Potato tuber proteins efficiently inhibit human faecal proteolytic activity: implications for treatment of peri-anal dermatitis.

Author information

1
University Medical Center Rotterdam, Rotterdam, the Netherlands. j.vanembden@erasmusmc.nl

Abstract

BACKGROUND:

Frequent diarrhoea after intestinal resections and faecal incontinence in healthy infants may lead to perianal injury. A causative agent may be a high concentration of pancreatic proteases in faeces.

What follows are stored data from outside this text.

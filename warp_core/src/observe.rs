//! Observer query engine.
//!
//! Answers "what does an observer at `P` see right now": every entity is
//! looked up in the frame that is `floor(distance / c * f)` ticks old, so
//! distant entities appear as they were when their signal left them.
//!
//! # Rounding policy
//!
//! Delays are truncated toward zero. A partially elapsed tick of travel time
//! is not yet observable, so an entity at distance `d` is seen exactly
//! `trunc(d / c * f)` ticks in the past.
//!
//! # Horizon clamping
//!
//! The retention window is `[current - capacity + 1, current]`. A target
//! tick below it is clamped to the oldest retained frame: far observers see
//! the oldest available information instead of nothing. A target inside the
//! window that precedes tick 0 is not clamped; the entity is skipped until
//! enough history exists.

use crate::entity::{EntityId, Position};
use crate::frame::{Frame, FrameIter, Snapshot};
use crate::ring_buffer::RingBuffer;
use std::collections::{btree_map, BTreeMap};

/// Signal travel time in whole ticks for `distance`.
///
/// Non-finite or negative results (zero, negative or NaN speed) saturate to
/// `u64::MAX`, which always clamps to the horizon.
pub fn delay_ticks(distance: f64, propagation_speed: f64, ticks_per_second: f64) -> u64 {
    let ticks = distance / propagation_speed * ticks_per_second;
    if ticks.is_nan() || ticks < 0.0 {
        return u64::MAX;
    }
    // `as` saturates, so +inf maps to u64::MAX as well.
    ticks.trunc() as u64
}

/// Result of mapping a delay onto the retained history window.
#[derive(Debug, Clone, Copy, PartialEq, Eq)]
pub struct TargetTick {
    /// Tick to read
    pub tick: u64,

    /// True if the requested tick predated the horizon
    pub clamped: bool,
}

/// Frame tick seen at `delay` ticks before `current` with `capacity` frames retained.
///
/// Returns `None` while the target lies inside the window but before the
/// first frame, i.e. there is not enough history yet.
pub fn target_tick(current: u64, capacity: u64, delay: u64) -> Option<TargetTick> {
    let window_start = i128::from(current) - i128::from(capacity) + 1;
    let wanted = i128::from(current) - i128::from(delay);

    if wanted < window_start {
        // The oldest retained frame is never older than tick 0.
        let tick = u64::try_from(window_start.max(0)).ok()?;
        return Some(TargetTick { tick, clamped: true });
    }
    let tick = u64::try_from(wanted).ok()?;
    Some(TargetTick { tick, clamped: false })
}

/// Last known whereabouts of an entity that left the live set.
#[derive(Debug, Clone, Copy, PartialEq)]
pub struct Ghost {
    /// Tick of the last frame the entity appears in
    pub last_tick: u64,

    /// Position in that frame
    pub position: Position,
}

/// Parameters of one observation query.
#[derive(Debug, Clone, Copy, PartialEq)]
pub struct Observer {
    /// Where the observer stands
    pub position: Position,

    /// Signal propagation speed (world units per second)
    pub propagation_speed: f64,

    /// Tick rate used to convert travel time into ticks
    pub ticks_per_second: f64,
}

impl Observer {
    /// Delay in ticks for a signal from `source`.
    pub fn delay_to(&self, source: Position) -> u64 {
        delay_ticks(
            (source - self.position).norm(),
            self.propagation_speed,
            self.ticks_per_second,
        )
    }

    /// Frame this observer sees `source` in, given the retained window.
    pub fn lookup<'h>(&self, history: &'h RingBuffer, source: Position) -> Option<&'h Frame> {
        let current = history.latest_tick()?;
        let target = target_tick(current, history.capacity() as u64, self.delay_to(source))?;
        history.frame_at(target.tick)
    }
}

/// Lazy sequence of `(EntityId, Snapshot)` pairs visible to one observer.
///
/// Created by [`Universe::observe`](crate::universe::Universe::observe).
/// Dropping it has no effect; calling `observe` again starts a fresh query.
pub struct Observation<'a> {
    history: &'a RingBuffer,
    observer: Observer,
    live: Option<FrameIter<'a>>,
    ghosts: btree_map::Iter<'a, EntityId, Ghost>,
}

impl<'a> Observation<'a> {
    pub(crate) fn new(
        history: &'a RingBuffer,
        ghosts: &'a BTreeMap<EntityId, Ghost>,
        observer: Observer,
    ) -> Self {
        Self {
            history,
            observer,
            live: history.latest().map(Frame::iter),
            ghosts: ghosts.iter(),
        }
    }

    /// The query parameters.
    pub fn observer(&self) -> &Observer {
        &self.observer
    }

    fn next_candidate(&mut self) -> Option<(EntityId, Position)> {
        if let Some(live) = self.live.as_mut() {
            if let Some((id, snapshot)) = live.next() {
                return Some((id, snapshot.position()));
            }
            self.live = None;
        }
        self.ghosts
            .next()
            .map(|(id, ghost)| (*id, ghost.position))
    }
}

impl<'a> Iterator for Observation<'a> {
    type Item = (EntityId, Snapshot);

    fn next(&mut self) -> Option<Self::Item> {
        loop {
            let (id, position) = self.next_candidate()?;

            // Missing history or an entity missing from the historical frame
            // means "not visible yet", never an error.
            let Some(frame) = self.observer.lookup(self.history, position) else {
                continue;
            };
            if let Some(snapshot) = frame.get(id) {
                return Some((id, snapshot.clone()));
            }
        }
    }
}

#[cfg(test)]
mod tests {
    use super::*;
    use proptest::prelude::*;

    #[test]
    fn test_delay_example() {
        // distance 4, c = 1, f = 2
        assert_eq!(delay_ticks(4.0, 1.0, 2.0), 8);
    }

    #[test]
    fn test_delay_truncates() {
        assert_eq!(delay_ticks(4.49, 1.0, 2.0), 8);
        assert_eq!(delay_ticks(0.49, 1.0, 2.0), 0);
        assert_eq!(delay_ticks(0.0, 1.0, 2.0), 0);
    }

    #[test]
    fn test_delay_degenerate_speed() {
        assert_eq!(delay_ticks(1.0, 0.0, 2.0), u64::MAX);
        assert_eq!(delay_ticks(0.0, 0.0, 2.0), u64::MAX);
        assert_eq!(delay_ticks(1.0, -1.0, 2.0), u64::MAX);
        assert_eq!(delay_ticks(1.0, f64::NAN, 2.0), u64::MAX);
        assert_eq!(delay_ticks(f64::INFINITY, 1.0, 2.0), u64::MAX);
    }

    #[test]
    fn test_target_tick_example() {
        // capacity 20, current 50 => window [31, 50]
        let target = target_tick(50, 20, 8);
        assert_eq!(target, Some(TargetTick { tick: 42, clamped: false }));
    }

    #[test]
    fn test_target_tick_clamps_to_horizon() {
        let clamped = Some(TargetTick { tick: 31, clamped: true });
        assert_eq!(target_tick(50, 20, 19), Some(TargetTick { tick: 31, clamped: false }));
        assert_eq!(target_tick(50, 20, 20), clamped);
        assert_eq!(target_tick(50, 20, 1_000), clamped);
        assert_eq!(target_tick(50, 20, u64::MAX), clamped);
    }

    #[test]
    fn test_target_tick_at_startup() {
        // current 3, capacity 20 => window [-16, 3]
        assert_eq!(target_tick(3, 20, 2), Some(TargetTick { tick: 1, clamped: false }));
        assert_eq!(target_tick(3, 20, 3), Some(TargetTick { tick: 0, clamped: false }));

        // Inside the window but before tick 0: not enough history yet.
        assert_eq!(target_tick(3, 20, 4), None);
        assert_eq!(target_tick(3, 20, 8), None);
        assert_eq!(target_tick(3, 20, 19), None);

        // Past the window: clamped to the oldest frame there is.
        assert_eq!(target_tick(3, 20, 20), Some(TargetTick { tick: 0, clamped: true }));
        assert_eq!(target_tick(3, 20, u64::MAX), Some(TargetTick { tick: 0, clamped: true }));
    }

    #[test]
    fn test_lookup_skips_missing_history() {
        let mut history = RingBuffer::new(20).unwrap();
        for tick in 0..=3 {
            history
                .push_frame(Frame::from_snapshots(tick, Vec::<Snapshot>::new()))
                .unwrap();
        }
        let observer = Observer {
            position: Position::zeros(),
            propagation_speed: 1.0,
            ticks_per_second: 2.0,
        };

        assert!(observer.lookup(&history, Position::new(4.0, 0.0)).is_none());
        assert_eq!(
            observer.lookup(&history, Position::new(1.0, 0.0)).map(Frame::tick),
            Some(1)
        );
        assert_eq!(
            observer.lookup(&history, Position::new(50.0, 0.0)).map(Frame::tick),
            Some(0)
        );
    }

    #[test]
    fn test_observer_delay() {
        let observer = Observer {
            position: Position::new(1.0, 1.0),
            propagation_speed: 1.0,
            ticks_per_second: 2.0,
        };
        assert_eq!(observer.delay_to(Position::new(4.0, 5.0)), 10);
    }

    proptest! {
        #[test]
        fn prop_delay_monotonic_in_distance(
            near in 0.0f64..1.0e6,
            extra in 0.0f64..1.0e6,
            speed in 1.0e-3f64..1.0e6,
            rate in 1.0e-3f64..1.0e3,
        ) {
            let far = near + extra;
            prop_assert!(delay_ticks(far, speed, rate) >= delay_ticks(near, speed, rate));
        }

        #[test]
        fn prop_target_within_window(
            current in 0u64..10_000,
            capacity in 1u64..500,
            delay in 0u64..20_000,
        ) {
            let horizon = current.saturating_sub(capacity - 1);
            match target_tick(current, capacity, delay) {
                Some(target) => {
                    prop_assert!(target.tick >= horizon);
                    prop_assert!(target.tick <= current);
                    prop_assert_eq!(target.clamped, delay >= capacity);
                }
                None => prop_assert!(delay > current && delay < capacity),
            }
        }
    }
}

The aim of the present study was to assess whether protease inhibitors are applicable for treating and preventing peri-anal dermatitis by inhibiting the initial cause of the inflammation, the faecal proteases.

DESIGN:

Proteolytic activity was estimated in faeces of subjects frequently suffering from peri-anal dermatitis: patients with intestinal resections and healthy infants. The development of perianal dermatitis was studied after the construction of a reservoir with ileoanal anastomosis. The inhibitory effect of crude and partly purified potato juice on proteolytic activity of faecal output from patients with intestinal resections and healthy infants was investigated in vitro and in vivo (skin tests).

RESULTS:

Faecal protease activity in faeces from patients with intestinal resections and healthy infants was found to be significantly higher than in healthy adults. After the construction of an ileum reservoir, 46 of 48 patients developed a protease-related peri-anal dermatitis. The partly purified protein fraction from potatoes inhibited the larger part of faecal proteases in vitro and completely prevented skin irritation by pancreatic proteases dissolved in sterilized faecal fluid, in a 24-h skin test, on the back of healthy human volunteers.

CONCLUSIONS:

Potato proteins contain protease inhibitors, which suppress almost the complete proteolytic activity in faeces. Topical application of potato protease inhibitors might be a novel approach in preventing protease-induced peri-anal dermatitis, and therapeutic studies are needed to confirm our results.